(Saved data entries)
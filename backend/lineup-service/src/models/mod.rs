use serde::{Deserialize, Serialize};
use serde_json::{Map, Value};
use uuid::Uuid;

use crate::error::DataIntegrityWarning;
use crate::utils::{lenient_i64, lenient_opt_i64, string_or_number};

mod experiment;

pub use experiment::{LineupConfig, LineupExperiment, RankerSpec, SlateConfig, SlateExperiment};

/// Content item attached to a recommendation.
///
/// Only `item_id` is interpreted; everything else is passed through untouched.
#[derive(Debug, Clone, PartialEq, Serialize, Deserialize)]
pub struct Item {
    #[serde(deserialize_with = "string_or_number")]
    pub item_id: String,
    #[serde(flatten)]
    pub attributes: Map<String, Value>,
}

/// Entry of a candidate set as written by the candidate generation jobs.
#[derive(Debug, Clone, PartialEq, Serialize, Deserialize)]
pub struct Candidate {
    #[serde(deserialize_with = "string_or_number")]
    pub item_id: String,
    #[serde(default, deserialize_with = "lenient_opt_i64")]
    pub feed_id: Option<i64>,
    #[serde(default)]
    pub publisher: Option<String>,
    #[serde(flatten)]
    pub attributes: Map<String, Value>,
}

/// A versioned, precomputed list of candidates.
#[derive(Debug, Clone, PartialEq, Serialize, Deserialize)]
pub struct CandidateSet {
    pub id: String,
    #[serde(default, deserialize_with = "lenient_opt_i64")]
    pub version: Option<i64>,
    /// Unix seconds
    #[serde(default, deserialize_with = "lenient_opt_i64")]
    pub created_at: Option<i64>,
    #[serde(default)]
    pub candidates: Vec<Candidate>,
}

/// A single recommended item inside a slate.
#[derive(Debug, Clone, PartialEq, Serialize)]
#[serde(rename_all = "camelCase")]
pub struct Recommendation {
    id: String,
    item_id: String,
    feed_item_id: String,
    feed_id: Option<i64>,
    publisher: Option<String>,
    item: Item,
}

impl Recommendation {
    /// Build a recommendation from a candidate.
    ///
    /// The id is `"{source}/{item_id}"` and doubles as the feed item id.
    pub fn from_candidate(source: &str, candidate: &Candidate) -> Self {
        let id = format!("{}/{}", source, candidate.item_id);
        Self {
            feed_item_id: id.clone(),
            id,
            item_id: candidate.item_id.clone(),
            feed_id: candidate.feed_id,
            publisher: candidate.publisher.clone(),
            item: Item {
                item_id: candidate.item_id.clone(),
                attributes: candidate.attributes.clone(),
            },
        }
    }

    pub fn id(&self) -> &str {
        &self.id
    }

    pub fn item_id(&self) -> &str {
        &self.item_id
    }

    pub fn feed_item_id(&self) -> &str {
        &self.feed_item_id
    }

    pub fn feed_id(&self) -> Option<i64> {
        self.feed_id
    }

    pub fn publisher(&self) -> Option<&str> {
        self.publisher.as_deref()
    }

    pub fn item(&self) -> &Item {
        &self.item
    }
}

/// Engagement counters over trailing windows, keyed by
/// `"{item_id}/{slate_id}"` or `"{slate_id}/{lineup_id}"`.
#[derive(Debug, Clone, PartialEq, Default, Serialize, Deserialize)]
pub struct MetricsAggregate {
    #[serde(default)]
    pub key: String,
    #[serde(default, deserialize_with = "lenient_i64")]
    pub trailing_1_day_opens: i64,
    #[serde(default, deserialize_with = "lenient_i64")]
    pub trailing_1_day_impressions: i64,
    #[serde(default, deserialize_with = "lenient_i64")]
    pub trailing_7_day_opens: i64,
    #[serde(default, deserialize_with = "lenient_i64")]
    pub trailing_7_day_impressions: i64,
    #[serde(default, deserialize_with = "lenient_i64")]
    pub trailing_14_day_opens: i64,
    #[serde(default, deserialize_with = "lenient_i64")]
    pub trailing_14_day_impressions: i64,
    #[serde(default, deserialize_with = "lenient_i64")]
    pub trailing_28_day_opens: i64,
    #[serde(default, deserialize_with = "lenient_i64")]
    pub trailing_28_day_impressions: i64,
    #[serde(default, deserialize_with = "lenient_i64")]
    pub created_at: i64,
    #[serde(default, deserialize_with = "lenient_i64")]
    pub expires_at: i64,
}

impl MetricsAggregate {
    /// Flag counters the sampler cannot turn into a posterior.
    pub fn check_integrity(&self) -> Result<(), DataIntegrityWarning> {
        if self.trailing_28_day_impressions < 0 {
            return Err(DataIntegrityWarning::NegativeImpressions {
                key: self.key.clone(),
                impressions: self.trailing_28_day_impressions,
            });
        }
        if self.trailing_28_day_opens < 0 {
            return Err(DataIntegrityWarning::NegativeOpens {
                key: self.key.clone(),
                opens: self.trailing_28_day_opens,
            });
        }
        Ok(())
    }
}

/// Ordered recommendations for one slate config.
#[derive(Debug, Clone, PartialEq, Serialize)]
#[serde(rename_all = "camelCase")]
pub struct Slate {
    pub id: String,
    pub experiment_id: String,
    pub display_name: Option<String>,
    pub description: Option<String>,
    pub recommendations: Vec<Recommendation>,
}

/// Ordered slates for one lineup request.
#[derive(Debug, Clone, PartialEq, Serialize)]
#[serde(rename_all = "camelCase")]
pub struct Lineup {
    pub id: String,
    pub request_id: Uuid,
    pub experiment_id: String,
    pub slates: Vec<Slate>,
}

#[derive(Debug, Clone, PartialEq, Default, Serialize, Deserialize)]
pub struct TopicProfile {
    #[serde(default)]
    pub user_id: String,
    #[serde(default)]
    pub curator_topics: Vec<TopicScore>,
}

#[derive(Debug, Clone, PartialEq, Serialize, Deserialize)]
pub struct TopicScore {
    pub curator_topic_label: String,
    pub score: f64,
}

EXERCISE: Copy out the records once more, with nothing altered.

SOLUTION TO THIS TASK:
filename backend/lineup-service/src/models/mod.rs
use serde::{Deserialize, Serialize};
use serde_json::{Map, Value};
use uuid::Uuid;

use crate::error::DataIntegrityWarning;
use crate::utils::{lenient_i64, lenient_opt_i64, string_or_number};

mod experiment;

pub use experiment::{LineupConfig, LineupExperiment, RankerSpec, SlateConfig, SlateExperiment};

/// Content item attached to a recommendation.
///
/// Only `item_id` is interpreted; everything else is passed through untouched.
#[derive(Debug, Clone, PartialEq, Serialize, Deserialize)]
pub struct Item {
    #[serde(deserialize_with = "string_or_number")]
    pub item_id: String,
    #[serde(flatten)]
    pub attributes: Map<String, Value>,
}

/// Entry of a candidate set as written by the candidate generation jobs.
#[derive(Debug, Clone, PartialEq, Serialize, Deserialize)]
pub struct Candidate {
    #[serde(deserialize_with = "string_or_number")]
    pub item_id: String,
    #[serde(default, deserialize_with = "lenient_opt_i64")]
    pub feed_id: Option<i64>,
    #[serde(default)]
    pub publisher: Option<String>,
    #[serde(flatten)]
    pub attributes: Map<String, Value>,
}

/// A versioned, precomputed list of candidates.
#[derive(Debug, Clone, PartialEq, Serialize, Deserialize)]
pub struct CandidateSet {
    pub id: String,
    #[serde(default, deserialize_with = "lenient_opt_i64")]
    pub version: Option<i64>,
    /// Unix seconds
    #[serde(default, deserialize_with = "lenient_opt_i64")]
    pub created_at: Option<i64>,
    #[serde(default)]
    pub candidates: Vec<Candidate>,
}

/// A single recommended item inside a slate.
#[derive(Debug, Clone, PartialEq, Serialize)]
#[serde(rename_all = "camelCase")]
pub struct Recommendation {
    id: String,
    item_id: String,
    feed_item_id: String,
    feed_id: Option<i64>,
    publisher: Option<String>,
    item: Item,
}

impl Recommendation {
    /// Build a recommendation from a candidate.
    ///
    /// The id is `"{source}/{item_id}"` and doubles as the feed item id.
    pub fn from_candidate(source: &str, candidate: &Candidate) -> Self {
        let id = format!("{}/{}", source, candidate.item_id);
        Self {
            feed_item_id: id.clone(),
            id,
            item_id: candidate.item_id.clone(),
            feed_id: candidate.feed_id,
            publisher: candidate.publisher.clone(),
            item: Item {
                item_id: candidate.item_id.clone(),
                attributes: candidate.attributes.clone(),
            },
        }
    }

    pub fn id(&self) -> &str {
        &self.id
    }

    pub fn item_id(&self) -> &str {
        &self.item_id
    }

    pub fn feed_item_id(&self) -> &str {
        &self.feed_item_id
    }

    pub fn feed_id(&self) -> Option<i64> {
        self.feed_id
    }

    pub fn publisher(&self) -> Option<&str> {
        self.publisher.as_deref()
    }

    pub fn item(&self) -> &Item {
        &self.item
    }
}

/// Engagement counters over trailing windows, keyed by
/// `"{item_id}/{slate_id}"` or `"{slate_id}/{lineup_id}"`.
#[derive(Debug, Clone, PartialEq, Default, Serialize, Deserialize)]
pub struct MetricsAggregate {
    #[serde(default)]
    pub key: String,
    #[serde(default, deserialize_with = "lenient_i64")]
    pub trailing_1_day_opens: i64,
    #[serde(default, deserialize_with = "lenient_i64")]
    pub trailing_1_day_impressions: i64,
    #[serde(default, deserialize_with = "lenient_i64")]
    pub trailing_7_day_opens: i64,
    #[serde(default, deserialize_with = "lenient_i64")]
    pub trailing_7_day_impressions: i64,
    #[serde(default, deserialize_with = "lenient_i64")]
    pub trailing_14_day_opens: i64,
    #[serde(default, deserialize_with = "lenient_i64")]
    pub trailing_14_day_impressions: i64,
    #[serde(default, deserialize_with = "lenient_i64")]
    pub trailing_28_day_opens: i64,
    #[serde(default, deserialize_with = "lenient_i64")]
    pub trailing_28_day_impressions: i64,
    #[serde(default, deserialize_with = "lenient_i64")]
    pub created_at: i64,
    #[serde(default, deserialize_with = "lenient_i64")]
    pub expires_at: i64,
}

impl MetricsAggregate {
    /// Flag counters the sampler cannot turn into a posterior.
    pub fn check_integrity(&self) -> Result<(), DataIntegrityWarning> {
        if self.trailing_28_day_impressions < 0 {
            return Err(DataIntegrityWarning::NegativeImpressions {
                key: self.key.clone(),
                impressions: self.trailing_28_day_impressions,
            });
        }
        if self.trailing_28_day_opens < 0 {
            return Err(DataIntegrityWarning::NegativeOpens {
                key: self.key.clone(),
                opens: self.trailing_28_day_opens,
            });
        }
        Ok(())
    }
}

/// Ordered recommendations for one slate config.
#[derive(Debug, Clone, PartialEq, Serialize)]
#[serde(rename_all = "camelCase")]
pub struct Slate {
    pub id: String,
    pub experiment_id: String,
    pub display_name: Option<String>,
    pub description: Option<String>,
    pub recommendations: Vec<Recommendation>,
}

/// Ordered slates for one lineup request.
#[derive(Debug, Clone, PartialEq, Serialize)]
#[serde(rename_all = "camelCase")]
pub struct Lineup {
    pub id: String,
    pub request_id: Uuid,
    pub experiment_id: String,
    pub slates: Vec<Slate>,
}

#[derive(Debug, Clone, PartialEq, Default, Serialize, Deserialize)]
pub struct TopicProfile {
    #[serde(default)]
    pub user_id: String,
    #[serde(default)]
    pub curator_topics: Vec<TopicScore>,
}

#[derive(Debug, Clone, PartialEq, Serialize, Deserialize)]
pub struct TopicScore {
    pub curator_topic_label: String,
    pub score: f64,
}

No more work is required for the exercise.